Is it possible to evaluate the California Medical Marijuana Experiment?

Eric Sterling does some interesting musing and wandering in Medical Marijuana in California — Questions

I am intellectually satisfied that marijuana has a wide range of medical values. […]
Therefore I believe marijuana should be available to patients who need it. So how do I understand what is happening in California? […]
There is a large experiment underway in California yet there probably is no consensus on what the experiment actually is about. Is it an experiment in medical marijuana? Or is it an experiment as Joel Stein says, in legalized marijuana for adults over 18. Certainly it will be hard to evaluate because the experiment is not being controlled or designed.
There are important questions: What is the actual role of the physicians who are issuing the recommendations? Are they facilitating the proper treatment of serious medical conditions that have been resistant to conventional medical treatment? Are they serving to block improper juvenile use of marijuana? Does their “gatekeeper” role help mitigate the abuse of marijuana?
It is time to ask the academic world to step forward to begin to seriously evaluate this experiment.

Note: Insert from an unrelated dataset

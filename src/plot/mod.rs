//! Terminal plotting.

pub mod ascii;

pub use ascii::*;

I understand the questions, but disagree with the final conclusion.
It must be disconcerting for those who spent so much time and effort developing and fighting for medical marijuana in California to be successful, and yet at the same time be unable to even identify their baby.
As a pure scientific medical venture, California’s medical marijuana movement was hopelessly doomed. The federal government’s unjustified active opposition insured that the valuable “state laboratory” concept (as envisioned by Justice Brandeis) could not function. Therefore California’s medical marijuana “system” is a political/social chimera, not a scientifically controlled experiment.
Asking some in the academic world to put something that chaotic into a clinically analyzed box could be disastrous. Lacking rigidly defined controls, the science will be seen to be undefinable, therefore failed, when in fact it is the public policy that has failed the science.
Imagine any other scientific experiment where the very ability to control the environment of the experiment was denied the experimenter — where testing of new food crops, for example, had to be done à la Johnny Appleseed. It would be very hard to be sure of the purity of your results, and yet there would still be something to learn (and enjoy) from each apple tree, until the day that the world woke up and allowed controlled tree farms to develop the best apples.
Medical marijuana in California is a cruelly grafted beast, yet is something to be treasured for whatever combination of things it has managed to be, until the government is willing to allow it to become something more controlled and measurable.